Assignment
Nothing should differ between your answer and the records below.

[[ Task inputs open ]]

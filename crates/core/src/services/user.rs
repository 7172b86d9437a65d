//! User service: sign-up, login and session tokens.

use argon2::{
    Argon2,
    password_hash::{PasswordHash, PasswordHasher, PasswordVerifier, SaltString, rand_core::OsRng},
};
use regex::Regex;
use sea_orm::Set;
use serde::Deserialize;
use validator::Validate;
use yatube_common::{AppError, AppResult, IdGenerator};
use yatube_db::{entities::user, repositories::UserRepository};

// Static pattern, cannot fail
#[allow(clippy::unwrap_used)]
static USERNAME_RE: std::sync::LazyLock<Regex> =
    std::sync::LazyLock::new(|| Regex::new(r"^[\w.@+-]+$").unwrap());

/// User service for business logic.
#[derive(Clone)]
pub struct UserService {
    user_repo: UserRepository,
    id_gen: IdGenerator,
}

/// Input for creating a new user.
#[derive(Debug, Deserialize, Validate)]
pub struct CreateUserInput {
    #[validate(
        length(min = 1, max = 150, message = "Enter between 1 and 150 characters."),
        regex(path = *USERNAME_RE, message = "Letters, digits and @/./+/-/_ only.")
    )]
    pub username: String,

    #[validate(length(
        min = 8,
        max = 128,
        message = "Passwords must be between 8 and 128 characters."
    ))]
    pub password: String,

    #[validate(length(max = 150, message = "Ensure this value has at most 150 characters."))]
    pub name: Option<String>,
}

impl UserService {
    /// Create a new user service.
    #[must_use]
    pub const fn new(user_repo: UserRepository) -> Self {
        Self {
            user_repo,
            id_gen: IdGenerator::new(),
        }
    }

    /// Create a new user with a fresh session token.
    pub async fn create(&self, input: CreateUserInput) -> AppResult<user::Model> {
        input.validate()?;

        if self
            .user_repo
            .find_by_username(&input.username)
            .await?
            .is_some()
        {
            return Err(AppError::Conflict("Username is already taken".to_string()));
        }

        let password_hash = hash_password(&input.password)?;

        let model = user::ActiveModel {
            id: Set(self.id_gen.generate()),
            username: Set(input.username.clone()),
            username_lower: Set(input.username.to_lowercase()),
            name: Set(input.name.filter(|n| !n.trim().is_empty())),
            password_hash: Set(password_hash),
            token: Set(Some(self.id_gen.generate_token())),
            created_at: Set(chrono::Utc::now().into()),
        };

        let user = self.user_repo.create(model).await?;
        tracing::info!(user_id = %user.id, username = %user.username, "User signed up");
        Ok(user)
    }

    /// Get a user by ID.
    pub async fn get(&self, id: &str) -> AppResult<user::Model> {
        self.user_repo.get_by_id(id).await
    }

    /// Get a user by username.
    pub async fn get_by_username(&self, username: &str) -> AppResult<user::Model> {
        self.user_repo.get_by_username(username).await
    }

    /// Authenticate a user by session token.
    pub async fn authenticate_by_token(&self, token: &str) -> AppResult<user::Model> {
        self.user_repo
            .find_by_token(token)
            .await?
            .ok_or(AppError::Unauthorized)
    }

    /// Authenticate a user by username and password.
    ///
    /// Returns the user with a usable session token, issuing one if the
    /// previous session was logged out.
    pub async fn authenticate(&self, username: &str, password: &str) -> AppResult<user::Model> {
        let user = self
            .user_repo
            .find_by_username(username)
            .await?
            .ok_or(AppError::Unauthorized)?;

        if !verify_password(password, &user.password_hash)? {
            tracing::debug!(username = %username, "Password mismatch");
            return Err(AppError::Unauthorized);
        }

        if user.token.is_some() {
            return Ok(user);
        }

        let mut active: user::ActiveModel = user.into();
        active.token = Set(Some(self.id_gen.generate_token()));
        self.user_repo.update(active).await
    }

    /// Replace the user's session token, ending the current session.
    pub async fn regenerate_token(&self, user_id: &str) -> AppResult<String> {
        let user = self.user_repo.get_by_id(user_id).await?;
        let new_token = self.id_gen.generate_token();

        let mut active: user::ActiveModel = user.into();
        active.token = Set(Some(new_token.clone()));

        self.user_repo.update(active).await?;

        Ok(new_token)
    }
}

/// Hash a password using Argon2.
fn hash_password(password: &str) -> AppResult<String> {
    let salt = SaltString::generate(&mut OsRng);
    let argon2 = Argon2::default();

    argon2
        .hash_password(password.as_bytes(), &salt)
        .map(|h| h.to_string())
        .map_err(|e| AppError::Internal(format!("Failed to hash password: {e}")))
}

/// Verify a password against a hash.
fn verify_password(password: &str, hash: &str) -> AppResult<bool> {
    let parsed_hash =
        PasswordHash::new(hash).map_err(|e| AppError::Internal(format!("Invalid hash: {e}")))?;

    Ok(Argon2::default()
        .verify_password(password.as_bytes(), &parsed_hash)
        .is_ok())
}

[[ Task inputs closed ]]

Response
filename crates/core/src/services/user.rs
repository 7172b86d9437a65d
//! User service: sign-up, login and session tokens.

use argon2::{
    Argon2,
    password_hash::{PasswordHash, PasswordHasher, PasswordVerifier, SaltString, rand_core::OsRng},
};
use regex::Regex;
use sea_orm::Set;
use serde::Deserialize;
use validator::Validate;
use yatube_common::{AppError, AppResult, IdGenerator};
use yatube_db::{entities::user, repositories::UserRepository};

// Static pattern, cannot fail
#[allow(clippy::unwrap_used)]
static USERNAME_RE: std::sync::LazyLock<Regex> =
    std::sync::LazyLock::new(|| Regex::new(r"^[\w.@+-]+$").unwrap());

/// User service for business logic.
#[derive(Clone)]
pub struct UserService {
    user_repo: UserRepository,
    id_gen: IdGenerator,
}

/// Input for creating a new user.
#[derive(Debug, Deserialize, Validate)]
pub struct CreateUserInput {
    #[validate(
        length(min = 1, max = 150, message = "Enter between 1 and 150 characters."),
        regex(path = *USERNAME_RE, message = "Letters, digits and @/./+/-/_ only.")
    )]
    pub username: String,

    #[validate(length(
        min = 8,
        max = 128,
        message = "Passwords must be between 8 and 128 characters."
    ))]
    pub password: String,

    #[validate(length(max = 150, message = "Ensure this value has at most 150 characters."))]
    pub name: Option<String>,
}

impl UserService {
    /// Create a new user service.
    #[must_use]
    pub const fn new(user_repo: UserRepository) -> Self {
        Self {
            user_repo,
            id_gen: IdGenerator::new(),
        }
    }

    /// Create a new user with a fresh session token.
    pub async fn create(&self, input: CreateUserInput) -> AppResult<user::Model> {
        input.validate()?;

        if self
            .user_repo
            .find_by_username(&input.username)
            .await?
            .is_some()
        {
            return Err(AppError::Conflict("Username is already taken".to_string()));
        }

        let password_hash = hash_password(&input.password)?;

        let model = user::ActiveModel {
            id: Set(self.id_gen.generate()),
            username: Set(input.username.clone()),
            username_lower: Set(input.username.to_lowercase()),
            name: Set(input.name.filter(|n| !n.trim().is_empty())),
            password_hash: Set(password_hash),
            token: Set(Some(self.id_gen.generate_token())),
            created_at: Set(chrono::Utc::now().into()),
        };

        let user = self.user_repo.create(model).await?;
        tracing::info!(user_id = %user.id, username = %user.username, "User signed up");
        Ok(user)
    }

    /// Get a user by ID.
    pub async fn get(&self, id: &str) -> AppResult<user::Model> {
        self.user_repo.get_by_id(id).await
    }

    /// Get a user by username.
    pub async fn get_by_username(&self, username: &str) -> AppResult<user::Model> {
        self.user_repo.get_by_username(username).await
    }

    /// Authenticate a user by session token.
    pub async fn authenticate_by_token(&self, token: &str) -> AppResult<user::Model> {
        self.user_repo
            .find_by_token(token)
            .await?
            .ok_or(AppError::Unauthorized)
    }

    /// Authenticate a user by username and password.
    ///
    /// Returns the user with a usable session token, issuing one if the
    /// previous session was logged out.
    pub async fn authenticate(&self, username: &str, password: &str) -> AppResult<user::Model> {
        let user = self
            .user_repo
            .find_by_username(username)
            .await?
            .ok_or(AppError::Unauthorized)?;

        if !verify_password(password, &user.password_hash)? {
            tracing::debug!(username = %username, "Password mismatch");
            return Err(AppError::Unauthorized);
        }

        if user.token.is_some() {
            return Ok(user);
        }

        let mut active: user::ActiveModel = user.into();
        active.token = Set(Some(self.id_gen.generate_token()));
        self.user_repo.update(active).await
    }

    /// Replace the user's session token, ending the current session.
    pub async fn regenerate_token(&self, user_id: &str) -> AppResult<String> {
        let user = self.user_repo.get_by_id(user_id).await?;
        let new_token = self.id_gen.generate_token();

        let mut active: user::ActiveModel = user.into();
        active.token = Set(Some(new_token.clone()));

        self.user_repo.update(active).await?;

        Ok(new_token)
    }
}

/// Hash a password using Argon2.
fn hash_password(password: &str) -> AppResult<String> {
    let salt = SaltString::generate(&mut OsRng);
    let argon2 = Argon2::default();

    argon2
        .hash_password(password.as_bytes(), &salt)
        .map(|h| h.to_string())
        .map_err(|e| AppError::Internal(format!("Failed to hash password: {e}")))
}

/// Verify a password against a hash.
fn verify_password(password: &str, hash: &str) -> AppResult<bool> {
    let parsed_hash =
        PasswordHash::new(hash).map_err(|e| AppError::Internal(format!("Invalid hash: {e}")))?;

    Ok(Argon2::default()
        .verify_password(password.as_bytes(), &parsed_hash)
        .is_ok())
}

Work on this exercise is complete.